### WHAT IS EXPECTED
In the material below, find all lines with the string "bool" and copy them.

### INFORMATION SHOWN
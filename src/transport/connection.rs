//! Explicit connection handle.
//!
//! A [`Connection`] owns one byte stream and one protocol profile. Every
//! send goes through `&mut Connection`; there is no shared socket.
//!
//! # Example
//!
//! ```ignore
//! use opwire_client::protocol::{Command, MessageProtocol};
//! use opwire_client::{ClientConfig, Connection};
//!
//! let config = ClientConfig::from_env()?;
//! let mut conn = Connection::connect(&config, MessageProtocol::new(config.framing_options())).await?;
//! conn.send(&Command::message_text("Hello, Server!")).await?;
//! ```

use std::collections::VecDeque;
use std::io;
use std::net::SocketAddr;

use tokio::io::{AsyncRead, AsyncReadExt, AsyncWrite, AsyncWriteExt};
use tokio::net::TcpStream;

use crate::config::ClientConfig;
use crate::error::{OpwireError, Result};
use crate::protocol::{Decoder, Profile};

/// Read buffer size per `read` call.
const READ_BUFFER_SIZE: usize = 4 * 1024;

/// A stream speaking one protocol profile.
pub struct Connection<S, P: Profile> {
    stream: S,
    profile: P,
    decoder: P::Decoder,
    /// Decoded commands not yet returned by `recv`.
    pending: VecDeque<P::Command>,
    read_buf: Vec<u8>,
}

impl<P: Profile> Connection<TcpStream, P> {
    /// Open a TCP connection to `config.addr()`.
    ///
    /// Fails with `ErrorKind::TimedOut` after `config.connect_timeout()`.
    /// Connect errors are returned as-is; nothing is retried.
    pub async fn connect(config: &ClientConfig, profile: P) -> Result<Self> {
        let addr = config.addr();
        let stream = tokio::time::timeout(config.connect_timeout(), TcpStream::connect(&addr))
            .await
            .map_err(|_| {
                io::Error::new(
                    io::ErrorKind::TimedOut,
                    format!("connect to {} timed out", addr),
                )
            })??;
        stream.set_nodelay(true)?;

        tracing::info!(profile = P::NAME, %addr, "Connected to server");
        Ok(Self::new(stream, profile))
    }

    /// Remote address of the TCP stream.
    pub fn peer_addr(&self) -> Result<SocketAddr> {
        Ok(self.stream.peer_addr()?)
    }
}

impl<S, P> Connection<S, P>
where
    S: AsyncRead + AsyncWrite + Unpin,
    P: Profile,
{
    /// Wrap an already connected stream.
    pub fn new(stream: S, profile: P) -> Self {
        let decoder = profile.decoder();
        Self {
            stream,
            profile,
            decoder,
            pending: VecDeque::new(),
            read_buf: vec![0u8; READ_BUFFER_SIZE],
        }
    }

    /// Encode and write one command, then flush.
    pub async fn send(&mut self, command: &P::Command) -> Result<()> {
        let packet = self.profile.encode(command)?;
        self.stream.write_all(&packet).await?;
        self.stream.flush().await?;

        tracing::debug!(
            profile = P::NAME,
            ?command,
            bytes = packet.len(),
            "Sent packet"
        );
        Ok(())
    }

    /// Read the next command.
    ///
    /// Returns `Ok(None)` when the peer closes the stream on a packet
    /// boundary and [`OpwireError::ConnectionClosed`] when it closes in the
    /// middle of one. Commands that arrived intact ahead of a bad packet
    /// are returned first; the framing error follows on the next call.
    pub async fn recv(&mut self) -> Result<Option<P::Command>> {
        loop {
            if let Some(command) = self.pending.pop_front() {
                tracing::debug!(profile = P::NAME, ?command, "Received packet");
                return Ok(Some(command));
            }

            if let Some(err) = self.decoder.take_error() {
                tracing::warn!(profile = P::NAME, error = %err, "Bad packet");
                return Err(err.into());
            }

            let n = self.stream.read(&mut self.read_buf).await?;
            if n == 0 {
                if self.decoder.is_empty() {
                    return Ok(None);
                }
                tracing::warn!(profile = P::NAME, "Peer closed stream mid-packet");
                return Err(OpwireError::ConnectionClosed);
            }

            let commands = self.decoder.push(&self.read_buf[..n])?;
            self.pending.extend(commands);
        }
    }

    /// Shut down the write half of the stream.
    pub async fn shutdown(&mut self) -> Result<()> {
        self.stream.shutdown().await?;
        tracing::debug!(profile = P::NAME, "Connection shut down");
        Ok(())
    }

    pub fn profile(&self) -> &P {
        &self.profile
    }

    /// Unwrap the underlying stream, dropping buffered input.
    pub fn into_inner(self) -> S {
        self.stream
    }
}
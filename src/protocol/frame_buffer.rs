//! Frame buffer for accumulating partial reads.
//!
//! Uses `bytes::BytesMut` for zero-copy buffer management.
//! Implements a state machine for handling fragmented frames:
//! - `WaitingForHeader`: Need at least 8 bytes
//! - `WaitingForPayload`: Header parsed, need N more payload bytes
//!
//! # Example
//!
//! ```
//! use opwire_client::protocol::{encode_length_prefixed, FrameBuffer};
//!
//! let bytes = encode_length_prefixed(2, "hello").unwrap();
//! let mut buffer = FrameBuffer::new();
//!
//! // Data arrives in chunks from the socket
//! assert!(buffer.push(&bytes[..3]).unwrap().is_empty());
//! let frames = buffer.push(&bytes[3..]).unwrap();
//! assert_eq!(frames[0].payload(), b"hello");
//! ```

use bytes::{Bytes, BytesMut};

use super::wire_format::{FramingOptions, Header, HEADER_SIZE};
use super::Frame;
use crate::error::FramingError;

/// State machine for frame parsing.
#[derive(Debug, Clone)]
enum State {
    /// Waiting for complete header (need 8 bytes).
    WaitingForHeader,
    /// Header parsed, waiting for payload bytes.
    WaitingForPayload { header: Header },
}

/// Buffer for accumulating incoming bytes and extracting complete frames.
///
/// Header rules (padding, max payload) from [`FramingOptions`] are checked as
/// soon as a header is complete. `reject_trailing` does not apply: a stream
/// carries packets back to back.
///
/// When a bad header follows complete frames in the same push, those frames
/// are returned and the error is held until [`FrameBuffer::take_error`] or
/// the next push. The bad header stays buffered, so every later push fails
/// the same way; call [`FrameBuffer::clear`] or drop the connection.
pub struct FrameBuffer {
    /// Accumulated bytes from socket reads.
    buffer: BytesMut,
    /// Current parsing state.
    state: State,
    /// Header validation rules.
    options: FramingOptions,
    /// Error found after frames were already extracted.
    pending_error: Option<FramingError>,
}

impl FrameBuffer {
    /// Create a new frame buffer with default (strict) options.
    pub fn new() -> Self {
        Self::with_options(FramingOptions::default())
    }

    /// Create a new frame buffer with custom options.
    pub fn with_options(options: FramingOptions) -> Self {
        Self {
            buffer: BytesMut::with_capacity(4 * 1024),
            state: State::WaitingForHeader,
            options,
            pending_error: None,
        }
    }

    /// Push data into the buffer and extract all complete frames.
    ///
    /// Partial data is buffered internally for the next push. Returns an
    /// empty vector if still waiting for data.
    ///
    /// # Errors
    ///
    /// Returns error if a header violates the configured options and no
    /// frame came before it, or if an earlier push held one back.
    pub fn push(&mut self, data: &[u8]) -> Result<Vec<Frame>, FramingError> {
        self.buffer.extend_from_slice(data);
        if let Some(err) = self.pending_error.take() {
            return Err(err);
        }

        let mut frames = Vec::new();
        loop {
            match self.try_extract_one() {
                Ok(Some(frame)) => frames.push(frame),
                Ok(None) => break,
                Err(err) if frames.is_empty() => return Err(err),
                Err(err) => {
                    self.pending_error = Some(err);
                    break;
                }
            }
        }

        Ok(frames)
    }

    /// Take the error held back by the last push, if any.
    pub fn take_error(&mut self) -> Option<FramingError> {
        self.pending_error.take()
    }

    /// Try to extract a single frame from the buffer.
    fn try_extract_one(&mut self) -> Result<Option<Frame>, FramingError> {
        match &self.state {
            State::WaitingForHeader => {
                if self.buffer.len() < HEADER_SIZE {
                    return Ok(None);
                }

                let header = Header::decode(&self.buffer[..HEADER_SIZE])?;
                header.validate(&self.options)?;

                let _ = self.buffer.split_to(HEADER_SIZE);

                if header.is_empty() {
                    return Ok(Some(Frame::new(header, Bytes::new())));
                }

                self.state = State::WaitingForPayload { header };

                self.try_extract_one()
            }

            State::WaitingForPayload { header } => {
                let remaining = header.payload_length as usize;

                if self.buffer.len() < remaining {
                    return Ok(None);
                }

                let payload = self.buffer.split_to(remaining).freeze();
                let header = *header;

                self.state = State::WaitingForHeader;

                Ok(Some(Frame::new(header, payload)))
            }
        }
    }

    /// Get the number of buffered bytes.
    pub fn len(&self) -> usize {
        self.buffer.len()
    }

    /// Check if the buffer holds no partial frame.
    pub fn is_empty(&self) -> bool {
        self.buffer.is_empty() && matches!(self.state, State::WaitingForHeader)
    }

    /// Clear the buffer and reset state.
    pub fn clear(&mut self) {
        self.buffer.clear();
        self.state = State::WaitingForHeader;
        self.pending_error = None;
    }

    #[cfg(test)]
    fn state_name(&self) -> &'static str {
        match &self.state {
            State::WaitingForHeader => "WaitingForHeader",
            State::WaitingForPayload { .. } => "WaitingForPayload",
        }
    }
}

impl Default for FrameBuffer {
    fn default() -> Self {
        Self::new()
    }
}
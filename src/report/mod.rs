//! Result rendering.
//!
//! Turns a [`BatchResult`] into the lines a user sees: every error first, then
//! the `Results:` heading, one line per resolved record, and a closing success
//! or failure line. Styling is left to the caller.

use crate::models::{BatchResult, ResolvedRecord};

/// Heading printed before the records.
pub const RESULTS_HEADING: &str = "Results:";
/// Closing line when at least one record resolved.
pub const RESOLVED_MESSAGE: &str = "IPs have been resolved!";
/// Closing line when nothing resolved.
pub const NOTHING_RESOLVED_MESSAGE: &str = "No IPs were resolved :(";

/// Role of a report line, used to pick its styling.
#[derive(Debug, Clone, Copy, PartialEq, Eq)]
pub enum LineKind {
    /// A resolution error
    Error,
    /// The results heading
    Heading,
    /// One resolved record
    Record,
    /// Closing line of a batch with records
    Success,
    /// Closing line of a batch without records
    Failure,
}

/// One line of the rendered report.
#[derive(Debug, Clone, PartialEq, Eq)]
pub struct ReportLine {
    /// Role of the line
    pub kind: LineKind,
    /// Unstyled text
    pub text: String,
}

impl ReportLine {
    fn new(kind: LineKind, text: impl Into<String>) -> Self {
        Self {
            kind,
            text: text.into(),
        }
    }
}

/// Formats one record as
/// `<domain> MX Preference = <preference>, mail exchanger = <exchange> <ip>`.
///
/// # Examples
///
/// ```
/// use mx_resolve::{format_record, ResolvedRecord};
///
/// let record = ResolvedRecord {
///     domain: "aol.com".to_string(),
///     preference: 10,
///     exchange: "mx-aol.mail.gm0.yahoodns.net".to_string(),
///     ip: "67.195.204.72".parse().unwrap(),
/// };
/// assert_eq!(
///     format_record(&record),
///     "aol.com MX Preference = 10, mail exchanger = mx-aol.mail.gm0.yahoodns.net 67.195.204.72"
/// );
/// ```
pub fn format_record(record: &ResolvedRecord) -> String {
    format!(
        "{} MX Preference = {}, mail exchanger = {} {}",
        record.domain, record.preference, record.exchange, record.ip
    )
}

/// Builds the report for a finished batch.
pub fn summarize(result: &BatchResult) -> Vec<ReportLine> {
    let mut lines = Vec::with_capacity(result.errors.len() + result.records.len() + 2);

    lines.extend(
        result
            .errors
            .iter()
            .map(|error| ReportLine::new(LineKind::Error, error.to_string())),
    );
    lines.push(ReportLine::new(LineKind::Heading, RESULTS_HEADING));
    lines.extend(
        result
            .records
            .iter()
            .map(|record| ReportLine::new(LineKind::Record, format_record(record))),
    );

    if result.is_resolved() {
        lines.push(ReportLine::new(LineKind::Success, RESOLVED_MESSAGE));
    } else {
        lines.push(ReportLine::new(LineKind::Failure, NOTHING_RESOLVED_MESSAGE));
    }
    lines
}
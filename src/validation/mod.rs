//! Syntactic validation of domain names and resolver addresses.
//!
//! Both checks are pure pattern matches. No normalization (lower-casing,
//! trimming, IDNA conversion) happens here; callers that want it must apply it
//! before validating.

use regex::Regex;
use std::net::Ipv4Addr;
use std::sync::LazyLock;

/// Domain grammar: one label of 1-63 characters from `[a-z0-9_-]` that starts
/// with a letter or digit (optionally `xn--` prefixed), a dot, then either a
/// single label or `label.tld` with an alphabetic tld of at least two letters.
const DOMAIN_PATTERN: &str = r"^(xn--)?[a-z0-9][a-z0-9_\-]{0,61}[a-z0-9]?\.(xn--)?([a-z0-9\-]{1,61}|[a-z0-9\-]{1,30}\.[a-z]{2,})$";

/// Dotted-quad IPv4, 0-255 per octet. Leading zeros are accepted.
const IPV4_PATTERN: &str = r"^(?:25[0-5]|2[0-4][0-9]|[01]?[0-9][0-9]?)\.(?:25[0-5]|2[0-4][0-9]|[01]?[0-9][0-9]?)\.(?:25[0-5]|2[0-4][0-9]|[01]?[0-9][0-9]?)\.(?:25[0-5]|2[0-4][0-9]|[01]?[0-9][0-9]?)$";

/// Helper function to safely compile a regex pattern, panicking with a detailed error message
/// if compilation fails. Used for static regex patterns that are compile-time constants.
fn compile_regex_unsafe(pattern: &str, context: &str) -> Regex {
    Regex::new(pattern).unwrap_or_else(|e| {
        panic!(
            "Failed to compile regex pattern '{}' in {}: {}. This is a programming error.",
            pattern, context, e
        )
    })
}

static DOMAIN_RE: LazyLock<Regex> =
    LazyLock::new(|| compile_regex_unsafe(DOMAIN_PATTERN, "DOMAIN_RE"));
static IPV4_RE: LazyLock<Regex> = LazyLock::new(|| compile_regex_unsafe(IPV4_PATTERN, "IPV4_RE"));

/// Returns `true` if `domain` matches the domain-name grammar.
///
/// # Examples
///
/// ```
/// use mx_resolve::is_valid_domain;
///
/// assert!(is_valid_domain("google.com"));
/// assert!(!is_valid_domain("google"));
/// ```
pub fn is_valid_domain(domain: &str) -> bool {
    DOMAIN_RE.is_match(domain)
}

/// Returns `true` if `address` is a dotted-quad IPv4 address.
///
/// IPv6, hostnames and CIDR notation are rejected.
///
/// # Examples
///
/// ```
/// use mx_resolve::is_valid_ipv4;
///
/// assert!(is_valid_ipv4("8.8.8.8"));
/// assert!(!is_valid_ipv4("123"));
/// ```
pub fn is_valid_ipv4(address: &str) -> bool {
    IPV4_RE.is_match(address)
}

/// Parses a resolver address that passed [`is_valid_ipv4`].
///
/// Octets are parsed individually because the grammar accepts leading zeros
/// (`008.008.008.008`), which `Ipv4Addr::from_str` rejects.
pub fn parse_ipv4(address: &str) -> Option<Ipv4Addr> {
    if !is_valid_ipv4(address) {
        return None;
    }
    let mut octets = [0u8; 4];
    for (slot, part) in octets.iter_mut().zip(address.split('.')) {
        *slot = part.parse().ok()?;
    }
    Some(Ipv4Addr::from(octets))
}
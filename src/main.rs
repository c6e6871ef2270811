//! Main application entry point (CLI binary).
//!
//! This is a thin wrapper around the `mx_resolve` library that handles:
//! - Command-line argument parsing
//! - Logger initialization
//! - Start and end banners
//! - The process exit code
//!
//! All core functionality is implemented in the library crate.

use anyhow::{Context, Result};
use clap::Parser;
use std::process;

use mx_resolve::app::{end_banner, start_banner};
use mx_resolve::cli::{normalize_legacy_flags, Cli};
use mx_resolve::initialization::init_logger_with;
use mx_resolve::run_resolve;

#[tokio::main]
async fn main() -> Result<()> {
    // Accept -dns / -input / -output as well as the -- spellings
    let cli = Cli::parse_from(normalize_legacy_flags(std::env::args_os()));

    let config = cli.to_config();
    if let Err(e) = config.validate() {
        eprintln!("mx_resolve error: {e}");
        process::exit(1);
    }

    init_logger_with(config.log_level.clone().into(), config.log_format.clone())
        .context("Failed to initialize logger")?;

    println!("{}", start_banner());

    let fail_on = config.fail_on;
    let mut stdout = std::io::stdout();
    match run_resolve(cli.into_request(), &mut stdout).await {
        Ok(report) => {
            println!("{}", end_banner());
            process::exit(report.exit_code(fail_on));
        }
        Err(e) => {
            eprintln!("mx_resolve error: {:#}", e);
            process::exit(1);
        }
    }
}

### RESPONSE BELOW
    pub fn is_empty(&self) -> bool {
pub fn is_valid_domain(domain: &str) -> bool {
pub fn is_valid_ipv4(address: &str) -> bool {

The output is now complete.